Barely a decade after the “slates were wiped clean,” the country is gradually digging another pit for itself and in the process saddling the unborn Ghanaian child with unwarranted hardship in debt repayment in the near future. The steady increase of this indicator is made much clearer in the graphical representation shown below. Although Ghana’s debts to GDP ratios over the two-decade horizon almost always trail their corresponding Greeks, an unlikely overnight interest hike could be catastrophic.
At the rate of piling on debt, the IMF has categorized Ghana as a high-risk distress country. This categorization and slump in credit rating by the major rating agencies for the country gives creditors a big payday and further worsen the debt stock.

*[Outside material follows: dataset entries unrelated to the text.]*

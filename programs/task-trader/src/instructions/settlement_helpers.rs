//! Escrow and settlement arithmetic.
//!
//! Kept free of account types so the simulation crate can drive the same
//! math the handlers use.

use crate::instructions::constants::FEE_RATIO_DENOMINATOR;

/// Amounts moved out of the pool when one application is settled.
#[derive(Debug, Clone, Copy, PartialEq, Eq, Default)]
pub struct Settlement {
    pub applicant_amount: u64,
    pub fee_amount: u64,
    pub inviter_amount: u64,
}

impl Settlement {
    /// Sum of all transfers, `None` on overflow.
    pub fn total(&self) -> Option<u64> {
        self.applicant_amount
            .checked_add(self.fee_amount)?
            .checked_add(self.inviter_amount)
    }
}

/// Tokens a requester must escrow: `(task_amount + rewards) * taker_num`.
pub fn calculate_escrow_amount(task_amount: u64, rewards: u64, taker_num: u64) -> Option<u64> {
    task_amount.checked_add(rewards)?.checked_mul(taker_num)
}

/// Per-taker share of the task amount. The remainder is never paid out.
pub fn calculate_amount_per_task(task_amount: u64, taker_num: u64) -> Option<u64> {
    task_amount.checked_div(taker_num)
}

/// Fee taken from one share: `amount_per_task * fee_ratio / 1000`, truncated.
pub fn calculate_fee(amount_per_task: u64, fee_ratio: u64) -> Option<u64> {
    amount_per_task
        .checked_mul(fee_ratio)?
        .checked_div(FEE_RATIO_DENOMINATOR)
}

/// Split one share between applicant, fee receiver and (optionally) inviter.
pub fn calculate_settlement(
    amount_per_task: u64,
    fee_ratio: u64,
    rewards: u64,
    pay_inviter: bool,
) -> Option<Settlement> {
    let fee_amount = calculate_fee(amount_per_task, fee_ratio)?;
    let applicant_amount = amount_per_task.checked_sub(fee_amount)?;
    Some(Settlement {
        applicant_amount,
        fee_amount,
        inviter_amount: if pay_inviter { rewards } else { 0 },
    })
}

With 72 percent of government revenue paid as wages to the public sector, the government borrowing more to refinance old debts and current economic challenges calling for a bailout from the Bretton Wood institution, all is not well with the West African nation.
The Greeks were doing something not dissimilar. Alas, the central bank of Ghana can print money when the worse happens, something that the Greeks have forfeited. Well, unless there is a Grexit and drachma.